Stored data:
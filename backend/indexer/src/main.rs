//! Campaign ledger event indexer — entry point.
//!
//! Starts a background task that polls Soroban `getEvents` for the campaign
//! ledger's contribution, claim and withdrawal records and persists them to
//! SQLite, and serves them through a small Axum REST API.

mod api;
mod config;
mod db;
mod errors;
mod events;
mod indexer;
mod rpc;

use std::sync::Arc;

use reqwest::Client;
use tokio_util::sync::CancellationToken;
use tower_http::cors::CorsLayer;
use tower_http::trace::TraceLayer;
use tracing::info;
use tracing_subscriber::EnvFilter;

use config::Config;
use indexer::IndexerState;

#[tokio::main]
async fn main() -> anyhow::Result<()> {
    // RUST_LOG controls verbosity.
    tracing_subscriber::fmt()
        .with_env_filter(EnvFilter::from_default_env())
        .init();

    // Optional .env file.
    let _ = dotenvy::dotenv();

    let config = Config::from_env()?;

    let pool = db::init_pool(&config.database_url).await?;

    let client = Client::builder()
        .timeout(std::time::Duration::from_secs(30))
        .build()?;

    let shutdown = CancellationToken::new();

    // ─── Background indexer ───────────────────────────────
    let indexer_state = Arc::new(IndexerState {
        pool: pool.clone(),
        config: config.clone(),
        client,
    });
    let indexer_task = tokio::spawn(indexer::run(indexer_state, shutdown.clone()));

    // ─── REST API ─────────────────────────────────────────
    let app = api::router(Arc::new(api::ApiState { pool }))
        .layer(CorsLayer::permissive())
        .layer(TraceLayer::new_for_http());

    let addr = format!("0.0.0.0:{}", config.api_port);
    info!("API listening on http://{addr}");

    let listener = tokio::net::TcpListener::bind(&addr).await?;
    let signal = shutdown.clone();
    axum::serve(listener, app)
        .with_graceful_shutdown(async move {
            let _ = tokio::signal::ctrl_c().await;
            info!("Shutdown requested");
            signal.cancel();
        })
        .await?;

    shutdown.cancel();
    indexer_task.await?;
    Ok(())
}
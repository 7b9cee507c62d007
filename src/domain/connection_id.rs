//! Connection handles.

use std::fmt;

use uuid::Uuid;

/// Opaque handle for one live WebSocket connection.
///
/// Minted on upgrade and used as the [`super::ConnectionRegistry`] key and
/// as the `connection` field in diagnostics. Never sent to clients.
#[derive(Debug, Clone, Copy, PartialEq, Eq, Hash)]
pub struct ConnectionId(Uuid);

impl ConnectionId {
    /// Mints a fresh random handle.
    #[must_use]
    pub fn new() -> Self {
        Self(Uuid::new_v4())
    }
}

impl Default for ConnectionId {
    fn default() -> Self {
        Self::new()
    }
}

impl fmt::Display for ConnectionId {
    fn fmt(&self, f: &mut fmt::Formatter<'_>) -> fmt::Result {
        self.0.fmt(f)
    }
}
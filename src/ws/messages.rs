//! Client → server frame parsing.
//!
//! The only dispatchable frame is `{ "type": "COMMAND", "payload": "<text>" }`.
//! Anything else parses to a [`ProtocolError`] and is dropped by the caller.

use serde::Deserialize;

use crate::error::ProtocolError;

/// Wire `type` of the command frame.
pub const COMMAND_FRAME_TYPE: &str = "COMMAND";

/// A frame the relay knows how to dispatch.
#[derive(Debug, Clone, PartialEq, Eq)]
pub enum InboundFrame {
    /// A command line typed by the user.
    Command(String),
}

/// Loose envelope used to read `type` before committing to a payload shape.
#[derive(Debug, Deserialize)]
struct RawFrame {
    #[serde(rename = "type")]
    frame_type: String,
    #[serde(default)]
    payload: serde_json::Value,
}

/// Parses a text frame.
///
/// # Errors
///
/// - [`ProtocolError::Malformed`] if `raw` is not a JSON object with a
///   string `type`.
/// - [`ProtocolError::UnsupportedType`] if `type` is not `COMMAND`.
/// - [`ProtocolError::InvalidPayload`] if a `COMMAND` frame has no string
///   `payload`.
pub fn parse_frame(raw: &str) -> Result<InboundFrame, ProtocolError> {
    // Decode as an object first so array-shaped input never maps onto fields.
    let object: serde_json::Map<String, serde_json::Value> =
        serde_json::from_str(raw).map_err(ProtocolError::Malformed)?;
    let frame = RawFrame::deserialize(serde_json::Value::Object(object))
        .map_err(ProtocolError::Malformed)?;
    if frame.frame_type != COMMAND_FRAME_TYPE {
        return Err(ProtocolError::UnsupportedType(frame.frame_type));
    }
    match frame.payload {
        serde_json::Value::String(command) => Ok(InboundFrame::Command(command)),
        _ => Err(ProtocolError::InvalidPayload),
    }
}
//! Relay service: routes inbound frames and runs command transactions.

use std::sync::Arc;

use tokio::sync::{Mutex, mpsc};

use crate::domain::command::DEPLOY_COMMAND;
use crate::domain::connection_registry::OutboundReceiver;
use crate::domain::relay_message::GENESIS_ANNOUNCEMENT;
use crate::domain::{
    Action, ConnectionId, ConnectionRegistry, GenesisPayload, OutboundMessage, interpret,
};
use crate::error::ProtocolError;
use crate::persistence::{CommandContext, EMIT_EVENT_TYPE, EventLog, EventRecord};
use crate::ws::messages::{InboundFrame, parse_frame};

/// What happened to one inbound frame.
#[derive(Debug)]
pub enum FrameOutcome {
    /// The frame was not a dispatchable command and was discarded.
    Dropped(ProtocolError),
    /// The sender got a direct reply; nothing was broadcast or logged.
    Replied,
    /// The genesis sequence was broadcast. `record` is `None` when the
    /// event log append failed.
    Deployed {
        /// The appended audit record, if the append succeeded.
        record: Option<EventRecord>,
    },
}

/// Orchestration layer for the relay.
///
/// Owns the [`ConnectionRegistry`] and the [`EventLog`] for the process
/// lifetime. Each inbound frame is handled as one transaction: parse →
/// interpret → reply, or broadcast + append. Transactions are serialized,
/// so the two genesis frames of one deploy are never interleaved with
/// another deploy's frames and the log has a single writer.
#[derive(Debug)]
pub struct RelayService {
    registry: Arc<ConnectionRegistry>,
    event_log: Arc<EventLog>,
    server_id: String,
    dispatch: Mutex<()>,
}

impl RelayService {
    /// Creates a new `RelayService`.
    #[must_use]
    pub fn new(
        registry: Arc<ConnectionRegistry>,
        event_log: Arc<EventLog>,
        server_id: impl Into<String>,
    ) -> Self {
        Self {
            registry,
            event_log,
            server_id: server_id.into(),
            dispatch: Mutex::new(()),
        }
    }

    /// Returns a reference to the inner [`ConnectionRegistry`].
    #[must_use]
    pub fn registry(&self) -> &Arc<ConnectionRegistry> {
        &self.registry
    }

    /// Returns a reference to the inner [`EventLog`].
    #[must_use]
    pub fn event_log(&self) -> &Arc<EventLog> {
        &self.event_log
    }

    /// Returns the identifier stamped into `context.source`.
    #[must_use]
    pub fn server_id(&self) -> &str {
        &self.server_id
    }

    /// Registers a new connection and returns its id together with the
    /// queue its writer task should drain.
    pub async fn connect(&self) -> (ConnectionId, OutboundReceiver) {
        let (tx, rx) = mpsc::unbounded_channel();
        let mut id = ConnectionId::new();
        while !self.registry.register(id, tx.clone()).await {
            id = ConnectionId::new();
        }
        let total = self.registry.len().await;
        tracing::info!(connection = %id, total, "client connected");
        (id, rx)
    }

    /// Unregisters a connection. Safe to call more than once.
    pub async fn disconnect(&self, id: ConnectionId) {
        if self.registry.unregister(id).await {
            let total = self.registry.len().await;
            tracing::info!(connection = %id, total, "client disconnected");
        }
    }

    /// Handles one text frame received from `sender`.
    ///
    /// Frames that are not valid `COMMAND` frames are dropped with a
    /// diagnostic and never answered.
    pub async fn handle_text(&self, sender: ConnectionId, raw: &str) -> FrameOutcome {
        tracing::debug!(connection = %sender, frame = raw, "received");
        match parse_frame(raw) {
            Ok(InboundFrame::Command(command)) => self.handle_command(sender, &command).await,
            Err(e) => {
                tracing::warn!(connection = %sender, error = %e, "invalid message format");
                FrameOutcome::Dropped(e)
            }
        }
    }

    /// Interprets `command` and performs the resulting action.
    pub async fn handle_command(&self, sender: ConnectionId, command: &str) -> FrameOutcome {
        let _guard = self.dispatch.lock().await;
        match interpret(command) {
            Action::Deploy => FrameOutcome::Deployed {
                record: self.deploy().await,
            },
            Action::Reply(reply) => {
                if let Err(e) = self.registry.send_to(sender, &reply).await {
                    tracing::error!(connection = %sender, error = %e, "reply failed");
                }
                FrameOutcome::Replied
            }
        }
    }

    /// Broadcasts the announcement and the genesis event, then appends the
    /// audit record. A failed append is logged and does not undo the
    /// broadcasts.
    async fn deploy(&self) -> Option<EventRecord> {
        tracing::info!("genesis event triggered");

        self.broadcast(&OutboundMessage::system(GENESIS_ANNOUNCEMENT))
            .await;

        let payload = GenesisPayload::now();
        self.broadcast(&OutboundMessage::GenesisEvent(payload.clone()))
            .await;

        let context = CommandContext {
            source: self.server_id.clone(),
            command: DEPLOY_COMMAND.to_string(),
        };
        match self
            .event_log
            .append(EMIT_EVENT_TYPE, &payload, &context)
            .await
        {
            Ok(record) => Some(record),
            Err(e) => {
                tracing::error!(
                    error = %e,
                    code = e.error_code(),
                    path = %self.event_log.path().display(),
                    "event log append failed"
                );
                None
            }
        }
    }

    async fn broadcast(&self, message: &OutboundMessage) {
        if let Err(e) = self.registry.broadcast(message).await {
            tracing::error!(message_type = message.type_str(), error = %e, "broadcast failed");
        }
    }
}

Task brief – Among the lines above, please find those with "match" and copy them.

Answer –
    match frame.payload {
        match parse_frame(raw) {
        match interpret(command) {
        match self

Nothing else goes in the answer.